When I was a kid he told me about coming up on deck during the war, the General Quarters alarm sounding, to man his AA gun when his ship was under air attack and seeing a Stuka dive bomber framed in the hatchway at the top of the ladder, growing larger, screaming as it came, the bomb coming loose, falling towards the ship, towards my father.

“Were you scared, dad?” I asked, maybe 10 years old.

“Scared?” he said with a grunt. “I was terrified.”

You never think of your father being terrified when you’re ten years old. It makes him human in a way he’d never been before. In a way you didn’t really want him to be. In a way he had to be eventually, so that you too could become a man.

It seemed so long ago, the stories he told of that day. For everyone of their generation it was the equivalent of Kennedy in Dallas and Columbia combined. Everyone could tell you exactly where they were that day. What they were wearing. Who they were with. The ones who didn’t make it back, after all was said and done.

It was their 9/11 but no one told them that they had it coming, no one dared. You could get punched in the nose for even suggesting it. It was their war on fascism, and the people whose job it was to share the news with the citizenry felt like they had a stake in winning it too, like it mattered who won. They looked at setbacks - and there were so many, so very, very many - as reasons for concern, rather than reasons for exultation. It was a different time.

Everyone alive that day remembered where they were and what they were doing the moment that a faraway world jumped in through the window and importuned itself upon a country still clawing its way out of the Great Depression. A country inwardly focused, callused by hardship. A country suddenly, comprehensively at war.

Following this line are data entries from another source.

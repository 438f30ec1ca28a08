//! Rule thresholds and scoring weights
//!
//! Copyright (c) 2025 Annocheck Team
//! Licensed under the Apache-2.0 license

use crate::error::{Error, Result};
use serde::{Deserialize, Serialize};

/// Inclusive target range for each intent's share of the dataset
#[derive(Debug, Clone, Copy, PartialEq, Serialize, Deserialize)]
#[serde(default)]
pub struct BalanceBand {
    pub min: f64,
    pub max: f64,
}

impl Default for BalanceBand {
    fn default() -> Self {
        Self {
            min: 0.15,
            max: 0.25,
        }
    }
}

impl BalanceBand {
    pub fn contains(&self, fraction: f64) -> bool {
        fraction + crate::TOLERANCE >= self.min && fraction - crate::TOLERANCE <= self.max
    }
}

/// Weights for the aggregate quality score
///
/// `approval` and `violation` weight the two score components; `error` and
/// `warning` weight each violation when computing the violation rate.
#[derive(Debug, Clone, Copy, PartialEq, Serialize, Deserialize)]
#[serde(default)]
pub struct ScoreWeights {
    pub approval: f64,
    pub violation: f64,
    pub error: f64,
    pub warning: f64,
}

impl Default for ScoreWeights {
    fn default() -> Self {
        Self {
            approval: 0.7,
            violation: 0.3,
            error: 1.0,
            warning: 0.25,
        }
    }
}

/// Thresholds applied by the validators
#[derive(Debug, Clone, PartialEq, Serialize, Deserialize)]
#[serde(default)]
pub struct ValidatorConfig {
    /// Target share band for every intent
    pub balance_band: BalanceBand,
    /// Largest acceptable share of `low` confidence rows
    pub max_low_confidence: f64,
    /// Minimum box area as a fraction of image area, non-background boxes
    pub min_box_area: f64,
    /// Minimum box area as a fraction of image area, background boxes
    pub min_background_area: f64,
    /// Largest area fraction a background box may cover
    pub max_background_area: f64,
    /// Minimum fraction of a box that must lie inside the image
    pub min_visible: f64,
    pub weights: ScoreWeights,
}

impl Default for ValidatorConfig {
    fn default() -> Self {
        Self {
            balance_band: BalanceBand::default(),
            max_low_confidence: 0.10,
            min_box_area: 0.10,
            min_background_area: 0.01,
            max_background_area: 0.50,
            min_visible: 0.30,
            weights: ScoreWeights::default(),
        }
    }
}

impl ValidatorConfig {
    /// Reject thresholds that cannot be applied
    pub fn validate(&self) -> Result<()> {
        let fractions = [
            ("balance_band.min", self.balance_band.min),
            ("balance_band.max", self.balance_band.max),
            ("max_low_confidence", self.max_low_confidence),
            ("min_box_area", self.min_box_area),
            ("min_background_area", self.min_background_area),
            ("max_background_area", self.max_background_area),
            ("min_visible", self.min_visible),
        ];
        for (name, value) in fractions {
            if !(0.0..=1.0).contains(&value) {
                return Err(Error::configuration(format!(
                    "{} must be a fraction between 0 and 1, got {}",
                    name, value
                )));
            }
        }

        if self.balance_band.min > self.balance_band.max {
            return Err(Error::configuration(format!(
                "balance band minimum {} exceeds maximum {}",
                self.balance_band.min, self.balance_band.max
            )));
        }

        let weights = [
            ("weights.approval", self.weights.approval),
            ("weights.violation", self.weights.violation),
            ("weights.error", self.weights.error),
            ("weights.warning", self.weights.warning),
        ];
        for (name, value) in weights {
            if !value.is_finite() || value < 0.0 {
                return Err(Error::configuration(format!(
                    "{} must be a non-negative number, got {}",
                    name, value
                )));
            }
        }
        if self.weights.approval + self.weights.violation == 0.0 {
            return Err(Error::configuration(
                "weights.approval and weights.violation cannot both be zero",
            ));
        }

        Ok(())
    }
}
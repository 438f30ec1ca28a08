//! Violations, summaries and the final validation report
//!
//! Every rule reports through the same [`Violation`] shape so the report
//! schema stays stable as rules are added.
//!
//! Copyright (c) 2025 Annocheck Team
//! Licensed under the Apache-2.0 license

use crate::config::ScoreWeights;
use crate::model::{Label, RecordId, Vocabulary};
use serde::{Deserialize, Serialize};
use std::collections::BTreeMap;
use std::fmt;

/// How much a violation matters for the run outcome
#[derive(Debug, Clone, Copy, PartialEq, Eq, PartialOrd, Ord, Hash, Serialize, Deserialize)]
#[serde(rename_all = "snake_case")]
pub enum Severity {
    /// Printed but never fails the run on its own
    Warning,
    /// Fails the run
    Error,
}

impl fmt::Display for Severity {
    fn fmt(&self, f: &mut fmt::Formatter<'_>) -> fmt::Result {
        match self {
            Severity::Warning => write!(f, "warning"),
            Severity::Error => write!(f, "error"),
        }
    }
}

/// Identifier of a validation rule
#[derive(Debug, Clone, Copy, PartialEq, Eq, PartialOrd, Ord, Hash, Serialize, Deserialize)]
#[serde(rename_all = "snake_case")]
pub enum RuleId {
    InvalidIntent,
    EmptyMessage,
    InvalidConfidence,
    DuplicateId,
    ClassImbalance,
    LowConfidenceRatio,
    InvalidCategory,
    OutOfBounds,
    BoxTooSmall,
    BackgroundTooLarge,
    ReferenceMissing,
    ImageUnannotated,
}

impl RuleId {
    pub const ALL: &'static [RuleId] = &[
        RuleId::InvalidIntent,
        RuleId::EmptyMessage,
        RuleId::InvalidConfidence,
        RuleId::DuplicateId,
        RuleId::ClassImbalance,
        RuleId::LowConfidenceRatio,
        RuleId::InvalidCategory,
        RuleId::OutOfBounds,
        RuleId::BoxTooSmall,
        RuleId::BackgroundTooLarge,
        RuleId::ReferenceMissing,
        RuleId::ImageUnannotated,
    ];

    pub fn as_str(&self) -> &'static str {
        match self {
            RuleId::InvalidIntent => "invalid_intent",
            RuleId::EmptyMessage => "empty_message",
            RuleId::InvalidConfidence => "invalid_confidence",
            RuleId::DuplicateId => "duplicate_id",
            RuleId::ClassImbalance => "class_imbalance",
            RuleId::LowConfidenceRatio => "low_confidence_ratio",
            RuleId::InvalidCategory => "invalid_category",
            RuleId::OutOfBounds => "out_of_bounds",
            RuleId::BoxTooSmall => "box_too_small",
            RuleId::BackgroundTooLarge => "background_too_large",
            RuleId::ReferenceMissing => "reference_missing",
            RuleId::ImageUnannotated => "image_unannotated",
        }
    }

    /// Severity assigned to violations of this rule
    pub fn severity(&self) -> Severity {
        match self {
            RuleId::ClassImbalance | RuleId::LowConfidenceRatio | RuleId::ImageUnannotated => {
                Severity::Warning
            }
            _ => Severity::Error,
        }
    }

    /// One-line description for rule listings
    pub fn description(&self) -> &'static str {
        match self {
            RuleId::InvalidIntent => "intent is not one of the enumerated intents",
            RuleId::EmptyMessage => "message text is empty or whitespace",
            RuleId::InvalidConfidence => "confidence is not high, medium or low",
            RuleId::DuplicateId => "record id is shared by more than one row or box",
            RuleId::ClassImbalance => "an intent's share of rows is outside the target band",
            RuleId::LowConfidenceRatio => "too many rows are labeled with low confidence",
            RuleId::InvalidCategory => "category is not one of the enumerated categories",
            RuleId::OutOfBounds => "less than the minimum visible fraction of the box is inside the image",
            RuleId::BoxTooSmall => "box is degenerate or covers too little of the image",
            RuleId::BackgroundTooLarge => "background box covers too much of the image",
            RuleId::ReferenceMissing => "box references an image that does not exist",
            RuleId::ImageUnannotated => "image has no boxes",
        }
    }
}

impl fmt::Display for RuleId {
    fn fmt(&self, f: &mut fmt::Formatter<'_>) -> fmt::Result {
        f.write_str(self.as_str())
    }
}

/// The entity a violation is attached to
#[derive(Debug, Clone, PartialEq, Eq, PartialOrd, Ord, Hash, Serialize, Deserialize)]
#[serde(tag = "kind", content = "id", rename_all = "snake_case")]
pub enum Subject {
    /// The whole dataset (aggregate checks)
    Dataset,
    /// A text annotation row, by `message_id`
    Message(RecordId),
    /// An image record
    Image(RecordId),
    /// A bounding-box annotation
    Annotation(RecordId),
}

impl Subject {
    /// Whether the subject counts as an annotation record for approval
    pub fn is_record(&self) -> bool {
        matches!(self, Subject::Message(_) | Subject::Annotation(_))
    }
}

impl fmt::Display for Subject {
    fn fmt(&self, f: &mut fmt::Formatter<'_>) -> fmt::Result {
        match self {
            Subject::Dataset => write!(f, "dataset"),
            Subject::Message(id) => write!(f, "message {}", id),
            Subject::Image(id) => write!(f, "image {}", id),
            Subject::Annotation(id) => write!(f, "annotation {}", id),
        }
    }
}

/// A single rule failure
#[derive(Debug, Clone, PartialEq, Eq, Serialize, Deserialize)]
pub struct Violation {
    pub rule_id: RuleId,
    pub record: Subject,
    pub message: String,
    pub severity: Severity,
    /// Input records rejected by this violation; more than one when the
    /// subject's id is shared
    #[serde(default = "one")]
    pub affected_records: usize,
}

fn one() -> usize {
    1
}

impl Violation {
    /// Create a violation with the rule's default severity
    pub fn new(rule_id: RuleId, record: Subject, message: impl Into<String>) -> Self {
        Self {
            rule_id,
            record,
            message: message.into(),
            severity: rule_id.severity(),
            affected_records: 1,
        }
    }

    /// Mark the violation as covering every record that shares its subject
    pub fn affecting(mut self, records: usize) -> Self {
        self.affected_records = records;
        self
    }

    fn sort_key(&self) -> (&Subject, RuleId, &str) {
        (&self.record, self.rule_id, &self.message)
    }
}

impl fmt::Display for Violation {
    fn fmt(&self, f: &mut fmt::Formatter<'_>) -> fmt::Result {
        write!(
            f,
            "[{}] {} ({}): {}",
            self.severity, self.rule_id, self.record, self.message
        )
    }
}

/// Sort violations by record then rule, the order every report uses
pub fn sort_violations(violations: &mut [Violation]) {
    violations.sort_by(|a, b| a.sort_key().cmp(&b.sort_key()));
}

/// Aggregate figures for a run
#[derive(Debug, Clone, PartialEq, Serialize, Deserialize)]
pub struct Summary {
    /// Text rows plus bounding boxes
    pub total_records: usize,
    /// Records with no violation of any severity
    pub approved_records: usize,
    pub by_rule: BTreeMap<RuleId, usize>,
    pub errors: usize,
    pub warnings: usize,
    pub approval_rate: f64,
    /// Severity-weighted violations per 100 records
    pub violation_rate_per_100: f64,
    pub quality_score: f64,
    /// True when no error-severity violation exists
    pub passed: bool,
}

/// Count violations and derive approval rate and quality score
///
/// A subject shared by several records rejects as many records as its
/// widest violation covers.
pub fn summarize(violations: &[Violation], total_records: usize, weights: &ScoreWeights) -> Summary {
    let mut by_rule = BTreeMap::new();
    let mut errors = 0;
    let mut warnings = 0;
    let mut weighted = 0.0;
    let mut rejected: BTreeMap<&Subject, usize> = BTreeMap::new();

    for violation in violations {
        *by_rule.entry(violation.rule_id).or_insert(0) += 1;
        match violation.severity {
            Severity::Error => {
                errors += 1;
                weighted += weights.error;
            }
            Severity::Warning => {
                warnings += 1;
                weighted += weights.warning;
            }
        }
        if violation.record.is_record() {
            let covered = rejected.entry(&violation.record).or_insert(0);
            *covered = (*covered).max(violation.affected_records.max(1));
        }
    }

    let approved_records = total_records.saturating_sub(rejected.values().sum());
    let (approval_rate, violation_rate) = if total_records == 0 {
        (1.0, 0.0)
    } else {
        (
            approved_records as f64 / total_records as f64,
            weighted / total_records as f64,
        )
    };

    let weight_sum = weights.approval + weights.violation;
    let quality_score = if weight_sum > 0.0 {
        (weights.approval * approval_rate + weights.violation * (1.0 - violation_rate.min(1.0)))
            / weight_sum
    } else {
        approval_rate
    };

    Summary {
        total_records,
        approved_records,
        by_rule,
        errors,
        warnings,
        approval_rate,
        violation_rate_per_100: violation_rate * 100.0,
        quality_score,
        passed: errors == 0,
    }
}

/// What was read during the run
#[derive(Debug, Clone, Default, PartialEq, Eq, Serialize, Deserialize)]
pub struct InputStats {
    pub text_file: Option<String>,
    pub visual_file: Option<String>,
    pub text_records: usize,
    pub images: usize,
    pub annotations: usize,
    /// Rows per intent label
    #[serde(default)]
    pub intents: BTreeMap<String, usize>,
    /// Rows per confidence level
    #[serde(default)]
    pub confidence: BTreeMap<String, usize>,
    /// Boxes per category
    #[serde(default)]
    pub categories: BTreeMap<String, usize>,
}

/// Count labels by value
///
/// Every member of the vocabulary gets an entry, zero included. Values
/// outside the vocabulary are counted under their trimmed raw text.
pub fn label_counts<'a, T: Vocabulary>(
    labels: impl IntoIterator<Item = &'a Label<T>>,
) -> BTreeMap<String, usize> {
    let mut counts: BTreeMap<String, usize> =
        T::ALL.iter().map(|member| (member.as_str().to_string(), 0)).collect();

    for label in labels {
        let key = match label {
            Label::Known(value) => value.as_str().to_string(),
            Label::Unknown(raw) if raw.trim().is_empty() => "(empty)".to_string(),
            Label::Unknown(raw) => raw.trim().to_string(),
        };
        *counts.entry(key).or_insert(0) += 1;
    }

    counts
}

/// Complete outcome of a validation run
#[derive(Debug, Clone, PartialEq, Serialize, Deserialize)]
pub struct ValidationReport {
    pub inputs: InputStats,
    pub violations: Vec<Violation>,
    pub summary: Summary,
}

impl ValidationReport {
    /// Whether the run should exit successfully
    pub fn passed(&self) -> bool {
        self.summary.passed
    }

    /// Number of violations for one rule
    pub fn count(&self, rule_id: RuleId) -> usize {
        self.summary.by_rule.get(&rule_id).copied().unwrap_or(0)
    }
}
//! Rules for bounding-box annotations

use super::{percent, Validator};
use crate::model::{Category, ImageRecord, Label, RecordId, VisualAnnotation, Vocabulary};
use crate::report::{sort_violations, RuleId, Subject, Violation};
use crate::TOLERANCE;
use std::collections::{BTreeMap, BTreeSet};
use tracing::{debug, trace};

impl Validator {
    /// Check every box against its image, then image coverage
    pub fn validate_visual(
        &self,
        images: &[ImageRecord],
        annotations: &[VisualAnnotation],
    ) -> Vec<Violation> {
        let by_id: BTreeMap<&RecordId, &ImageRecord> =
            images.iter().map(|image| (&image.image_id, image)).collect();
        let mut violations = Vec::new();

        for annotation in annotations {
            let image = by_id.get(&annotation.image_id).copied();
            self.check_box(annotation, image, &mut violations);
        }
        self.check_duplicate_visual_ids(annotations, &mut violations);
        self.check_coverage(images, annotations, &mut violations);

        sort_violations(&mut violations);
        debug!(
            images = images.len(),
            annotations = annotations.len(),
            violations = violations.len(),
            "Visual validation finished"
        );
        violations
    }

    fn check_box(
        &self,
        annotation: &VisualAnnotation,
        image: Option<&ImageRecord>,
        violations: &mut Vec<Violation>,
    ) {
        let subject = Subject::Annotation(annotation.record_id());
        let config = &self.config;

        if let Label::Unknown(raw) = &annotation.category {
            let expected: Vec<&str> = Category::ALL.iter().map(|c| c.as_str()).collect();
            violations.push(Violation::new(
                RuleId::InvalidCategory,
                subject.clone(),
                format!("category {:?} is not one of {}", raw, expected.join(", ")),
            ));
        }

        // Loading rejects unknown images; this only triggers for hand-built inputs.
        let Some(image) = image else {
            violations.push(Violation::new(
                RuleId::ReferenceMissing,
                subject,
                format!("image_id {} does not exist", annotation.image_id),
            ));
            return;
        };

        let bbox = annotation.bbox;
        if bbox.is_degenerate() {
            violations.push(Violation::new(
                RuleId::BoxTooSmall,
                subject,
                format!(
                    "degenerate box {}: width and height must be positive",
                    bbox
                ),
            ));
            return;
        }

        let visible = bbox.clipped_area(f64::from(image.width), f64::from(image.height)) / bbox.area();
        if visible + TOLERANCE < config.min_visible {
            violations.push(Violation::new(
                RuleId::OutOfBounds,
                subject.clone(),
                format!(
                    "only {} of box {} lies inside the {}x{} image, minimum is {}",
                    percent(visible),
                    bbox,
                    image.width,
                    image.height,
                    percent(config.min_visible)
                ),
            ));
        }

        let is_background = annotation.category.known() == Some(Category::Background);
        let coverage = annotation.effective_area() / image.area();
        let minimum = if is_background {
            config.min_background_area
        } else {
            config.min_box_area
        };

        if !annotation.needs_review && coverage + TOLERANCE < minimum {
            violations.push(Violation::new(
                RuleId::BoxTooSmall,
                subject.clone(),
                format!(
                    "box covers {} of the image, minimum is {}",
                    percent(coverage),
                    percent(minimum)
                ),
            ));
        }

        if is_background && coverage > config.max_background_area + TOLERANCE {
            violations.push(Violation::new(
                RuleId::BackgroundTooLarge,
                subject.clone(),
                format!(
                    "background box covers {} of the image, maximum is {}",
                    percent(coverage),
                    percent(config.max_background_area)
                ),
            ));
        }

        trace!(annotation = %subject, "Checked box");
    }

    /// Boxes sharing an id, explicit or derived, are reported once per id
    fn check_duplicate_visual_ids(&self, annotations: &[VisualAnnotation], violations: &mut Vec<Violation>) {
        let mut counts: BTreeMap<RecordId, usize> = BTreeMap::new();
        for annotation in annotations {
            *counts.entry(annotation.record_id()).or_insert(0) += 1;
        }

        for (id, count) in counts.into_iter().filter(|(_, count)| *count > 1) {
            violations.push(
                Violation::new(
                    RuleId::DuplicateId,
                    Subject::Annotation(id.clone()),
                    format!("annotation id {} appears {} times", id, count),
                )
                .affecting(count),
            );
        }
    }

    fn check_coverage(
        &self,
        images: &[ImageRecord],
        annotations: &[VisualAnnotation],
        violations: &mut Vec<Violation>,
    ) {
        let annotated: BTreeSet<&RecordId> = annotations.iter().map(|a| &a.image_id).collect();

        for image in images.iter().filter(|image| !annotated.contains(&image.image_id)) {
            let name = image
                .file_name
                .as_deref()
                .map(|f| format!(" ({})", f))
                .unwrap_or_default();
            violations.push(Violation::new(
                RuleId::ImageUnannotated,
                Subject::Image(image.image_id.clone()),
                format!("image{} has no annotations", name),
            ));
        }
    }
}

When I was a child though, Pearl Harbor was just a name to me, as remote as Gettysburg or Shiloh. But on my first cruise, coming home from the Arabian Sea in the autumn of 1987, the USS Constellation pulled in there to pick up “Tigers” - family members who would sail with us from Hawaii to San Diego. On a whim I joined my roomates and went up to the flight deck in my summer whites to “man the rail” as we entered port. We were young and happy and ready for anything, laughing as we came on deck.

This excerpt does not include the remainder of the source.